Tahun ini, warga setempat menyembelih sebanyak 45 ekor hewan kurban yang terdiri atas 22 ekor sapi serta 23 ekor kambing dan domba. Proses penyembelihan dilaksanakan di dua lokasi, yakni di halaman meunasah gampong dan Lapangan Sepak Bola PS Putra Cureh.
Keuchik Gampong Geulanggang, Teuku Saifunna, mengatakan jumlah hewan kurban tersebut berasal dari partisipasi warga yang tersebar di empat dusun dalam gampong tersebut.
Menurutnya, Dusun Cureh BTN Kupula Indah menyumbangkan sebanyak 20 ekor hewan kurban, sedangkan 25 ekor lainnya berasal dari warga Dusun Cureh Selatan, Cureh Barat, dan Cureh Timur.
“Alhamdulillah, berkat kekompakan seluruh warga Cureh dan panitia kurban, tahun ini kita kembali dapat melaksanakan penyembelihan hewan kurban sebagaimana tahun-tahun sebelumnya. Kegiatan ini sangat bermanfaat bagi masyarakat, terutama bagi warga yang membutuhkan,” ujar Teuku Saifunna kepada media dialeksis.com, Sabtu, (30/5/2026).

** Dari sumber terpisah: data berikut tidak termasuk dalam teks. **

use super::{AssociationDescriptor, AssociationKind, AssociationOptions, RecordType};
use crate::core::{Attributes, RecordError, Result};
use crate::record::{InitOptions, Record};
use log::debug;
use std::collections::BTreeMap;
use std::sync::Arc;

/// Type name -> record type. Resolves related types by name for associations and
/// constructs their instances.
#[derive(Debug, Clone, Default)]
pub struct TypeRegistry {
    types: BTreeMap<String, Arc<RecordType>>,
}

impl TypeRegistry {
    pub fn new() -> Self {
        Self::default()
    }

    /// Registers (or replaces) a type under its own name.
    pub fn register(&mut self, record_type: RecordType) -> &mut Self {
        self.types
            .insert(record_type.name().to_string(), Arc::new(record_type));
        self
    }

    /// Registers `name` as a subtype of the already registered `parent`.
    pub fn register_subtype(
        &mut self,
        name: &str,
        parent: &str,
        customize: impl FnOnce(RecordType) -> RecordType,
    ) -> Result<&mut Self> {
        let child = customize(self.resolve(parent)?.extend(name));
        Ok(self.register(child))
    }

    pub fn contains(&self, name: &str) -> bool {
        self.types.contains_key(name)
    }

    pub fn names(&self) -> impl Iterator<Item = &str> {
        self.types.keys().map(String::as_str)
    }

    pub fn resolve(&self, name: &str) -> Result<Arc<RecordType>> {
        self.types
            .get(name)
            .cloned()
            .ok_or_else(|| RecordError::UnknownType(name.to_string()))
    }

    pub fn instantiate(&self, name: &str, attributes: Option<Attributes>, init: &InitOptions) -> Result<Record> {
        let record_type = self.resolve(name)?;
        Ok(Record::with_options(record_type, attributes, init))
    }

    /// Declares a to-one association. Returns `false` without changing anything when either
    /// type is not registered yet.
    pub fn declare_belongs_to(&mut self, owner: &str, related: &str, options: AssociationOptions) -> bool {
        self.declare(owner, related, AssociationKind::BelongsTo, options)
    }

    /// Declares a to-many association. Returns `false` without changing anything when either
    /// type is not registered yet.
    pub fn declare_has_many(&mut self, owner: &str, related: &str, options: AssociationOptions) -> bool {
        self.declare(owner, related, AssociationKind::HasMany, options)
    }

    fn declare(
        &mut self,
        owner: &str,
        related: &str,
        kind: AssociationKind,
        options: AssociationOptions,
    ) -> bool {
        if !self.types.contains_key(related) {
            debug!("association {owner} -> {related} ignored: '{related}' is not registered");
            return false;
        }
        let Some(owner_type) = self.types.get_mut(owner) else {
            debug!("association {owner} -> {related} ignored: '{owner}' is not registered");
            return false;
        };
        Arc::make_mut(owner_type).attach_association(AssociationDescriptor::new(related, kind, options));
        true
    }
}
pub mod config;

pub use config::ClientConfig;
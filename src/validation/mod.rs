//! Declarative per-field validation.
//!
//! A [`RuleSet`] maps fields to ordered [`Rule`]s. Each rule names a predicate registered on
//! the record type (a [`Validator`]) and carries the parameter passed to it. The special
//! `required` rule is handled by the engine itself and short-circuits the other rules of the
//! field when the value is falsy.

pub mod builtin;
mod engine;

use crate::core::is_truthy;
use serde::{Deserialize, Serialize};
use serde_json::Value;
use std::collections::BTreeMap;
use std::fmt;
use std::sync::Arc;

pub use engine::Validations;

pub const REQUIRED_RULE: &str = "required";
pub const DEFAULT_REQUIRED_MESSAGE: &str = "is required";
pub const DEFAULT_INVALID_MESSAGE: &str = "is invalid";

/// Predicate behind a named rule: `(field value, rule parameter) -> passed`.
pub type Validator = Arc<dyn Fn(&Value, &Value) -> bool + Send + Sync>;

/// Field name -> ordered list of error messages.
#[derive(Debug, Clone, Default, PartialEq, Eq, Serialize, Deserialize)]
pub struct ErrorMap(BTreeMap<String, Vec<String>>);

impl ErrorMap {
    pub fn new() -> Self {
        Self::default()
    }

    pub fn is_empty(&self) -> bool {
        self.0.is_empty()
    }

    pub fn len(&self) -> usize {
        self.0.len()
    }

    pub fn get(&self, field: &str) -> Option<&[String]> {
        self.0.get(field).map(Vec::as_slice)
    }

    pub fn contains(&self, field: &str) -> bool {
        self.0.contains_key(field)
    }

    pub fn fields(&self) -> impl Iterator<Item = &str> {
        self.0.keys().map(String::as_str)
    }

    pub fn iter(&self) -> impl Iterator<Item = (&str, &[String])> {
        self.0.iter().map(|(k, v)| (k.as_str(), v.as_slice()))
    }

    pub fn set(&mut self, field: impl Into<String>, messages: Vec<String>) {
        self.0.insert(field.into(), messages);
    }

    pub fn clear_field(&mut self, field: &str) {
        self.0.remove(field);
    }

    pub fn clear(&mut self) {
        self.0.clear();
    }
}

impl fmt::Display for ErrorMap {
    fn fmt(&self, f: &mut fmt::Formatter<'_>) -> fmt::Result {
        let mut first = true;
        for (field, messages) in &self.0 {
            if !first {
                f.write_str("; ")?;
            }
            first = false;
            write!(f, "{} {}", field, messages.join(", "))?;
        }
        Ok(())
    }
}

/// Literal message, or one computed from `(field, value, parameter)`.
#[derive(Clone)]
pub enum ErrorMessage {
    Text(String),
    Computed(Arc<dyn Fn(&str, &Value, &Value) -> String + Send + Sync>),
}

impl ErrorMessage {
    pub fn computed<F>(render: F) -> Self
    where
        F: Fn(&str, &Value, &Value) -> String + Send + Sync + 'static,
    {
        ErrorMessage::Computed(Arc::new(render))
    }

    pub fn render(&self, field: &str, value: &Value, parameter: &Value) -> String {
        match self {
            ErrorMessage::Text(text) => text.clone(),
            ErrorMessage::Computed(render) => render(field, value, parameter),
        }
    }
}

impl fmt::Debug for ErrorMessage {
    fn fmt(&self, f: &mut fmt::Formatter<'_>) -> fmt::Result {
        match self {
            ErrorMessage::Text(text) => f.debug_tuple("Text").field(text).finish(),
            ErrorMessage::Computed(_) => f.write_str("Computed(..)"),
        }
    }
}

impl From<&str> for ErrorMessage {
    fn from(text: &str) -> Self {
        ErrorMessage::Text(text.to_string())
    }
}

impl From<String> for ErrorMessage {
    fn from(text: String) -> Self {
        ErrorMessage::Text(text)
    }
}

#[derive(Debug, Clone)]
pub struct Rule {
    name: String,
    parameter: Value,
    message: Option<ErrorMessage>,
}

impl Rule {
    pub fn new(name: impl Into<String>, parameter: Value) -> Self {
        Self {
            name: name.into(),
            parameter,
            message: None,
        }
    }

    pub fn required() -> Self {
        Self::new(REQUIRED_RULE, Value::Bool(true))
    }

    /// Builds a rule from its declarative form: a scalar parameter, or an object with
    /// optional `value` and `message` overrides.
    pub fn from_json(name: impl Into<String>, declaration: Value) -> Self {
        match declaration {
            Value::Object(mut overrides)
                if overrides.contains_key("value") || overrides.contains_key("message") =>
            {
                let message = match overrides.remove("message") {
                    Some(Value::String(text)) => Some(ErrorMessage::Text(text)),
                    _ => None,
                };
                let parameter = overrides.remove("value").unwrap_or(Value::Bool(true));
                Self {
                    name: name.into(),
                    parameter,
                    message,
                }
            }
            parameter => Self::new(name, parameter),
        }
    }

    pub fn with_message(mut self, message: impl Into<ErrorMessage>) -> Self {
        self.message = Some(message.into());
        self
    }

    pub fn name(&self) -> &str {
        &self.name
    }

    pub fn parameter(&self) -> &Value {
        &self.parameter
    }

    pub fn message(&self) -> Option<&ErrorMessage> {
        self.message.as_ref()
    }

    pub fn is_required(&self) -> bool {
        self.name == REQUIRED_RULE
    }
}

#[derive(Debug, Clone)]
pub struct FieldRules {
    field: String,
    rules: Vec<Rule>,
}

impl FieldRules {
    pub fn new(field: impl Into<String>) -> Self {
        Self {
            field: field.into(),
            rules: Vec::new(),
        }
    }

    /// `{"required": true, "min_length": {"value": 3, "message": "too short"}}`
    pub fn from_json(field: impl Into<String>, declaration: &serde_json::Map<String, Value>) -> Self {
        let mut rules = Self::new(field);
        for (name, rule) in declaration {
            rules.rules.push(Rule::from_json(name.clone(), rule.clone()));
        }
        rules
    }

    pub fn required(self) -> Self {
        self.with(Rule::required())
    }

    pub fn required_with_message(self, message: impl Into<ErrorMessage>) -> Self {
        self.with(Rule::required().with_message(message))
    }

    pub fn rule(self, name: impl Into<String>, parameter: Value) -> Self {
        self.with(Rule::new(name, parameter))
    }

    pub fn rule_with_message(
        self,
        name: impl Into<String>,
        parameter: Value,
        message: impl Into<ErrorMessage>,
    ) -> Self {
        self.with(Rule::new(name, parameter).with_message(message))
    }

    pub fn with(mut self, rule: Rule) -> Self {
        self.rules.push(rule);
        self
    }

    pub fn field(&self) -> &str {
        &self.field
    }

    pub fn rules(&self) -> &[Rule] {
        &self.rules
    }

    /// The `required` rule when it is switched on; `{"required": false}` leaves the field optional.
    pub fn required_rule(&self) -> Option<&Rule> {
        self.rules
            .iter()
            .find(|rule| rule.is_required() && is_truthy(Some(rule.parameter())))
    }
}

#[derive(Debug, Clone, Default)]
pub struct RuleSet {
    fields: Vec<FieldRules>,
}

impl RuleSet {
    pub fn new() -> Self {
        Self::default()
    }

    /// Adds rules for a field, replacing any rules previously declared for it.
    pub fn insert(&mut self, rules: FieldRules) {
        match self.fields.iter_mut().find(|existing| existing.field == rules.field) {
            Some(existing) => *existing = rules,
            None => self.fields.push(rules),
        }
    }

    pub fn get(&self, field: &str) -> Option<&FieldRules> {
        self.fields.iter().find(|rules| rules.field == field)
    }

    pub fn fields(&self) -> impl Iterator<Item = &FieldRules> {
        self.fields.iter()
    }

    pub fn is_empty(&self) -> bool {
        self.fields.is_empty()
    }
}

Menurut Keuchik Gampong Geulanggang, Teuku Saifunna, seluruh daging kurban yang telah disembelih langsung didistribusikan kepada masyarakat melalui panitia yang telah dibentuk sebelumnya.
Pembagian tersebut diprioritaskan bagi warga kurang mampu, kaum dhuafa, janda, lansia, serta masyarakat yang membutuhkan, baik yang berada di Gampong Geulanggang maupun di sejumlah kawasan sekitar.
Ia menegaskan bahwa esensi ibadah kurban tidak hanya terletak pada penyembelihan hewan, tetapi juga pada nilai berbagi dan kepedulian sosial kepada sesama.
"Kita berupaya agar daging kurban benar-benar sampai kepada masyarakat yang membutuhkan. Alhamdulillah, setiap tahun semangat berbagi warga sangat tinggi sehingga manfaat kurban bisa dirasakan oleh banyak orang," ujar Teuku Saifunna.
Menurutnya, tingginya partisipasi masyarakat dalam berkurban menjadi bukti bahwa kesadaran sosial dan semangat kebersamaan warga Geulanggang terus tumbuh dari tahun ke tahun.
"Kurban bukan hanya ibadah personal, tetapi juga sarana memperkuat hubungan sosial di tengah masyarakat. Saat warga mampu berbagi dengan warga lainnya, maka di situlah nilai kebersamaan dan persaudaraan semakin kokoh," tutupnya.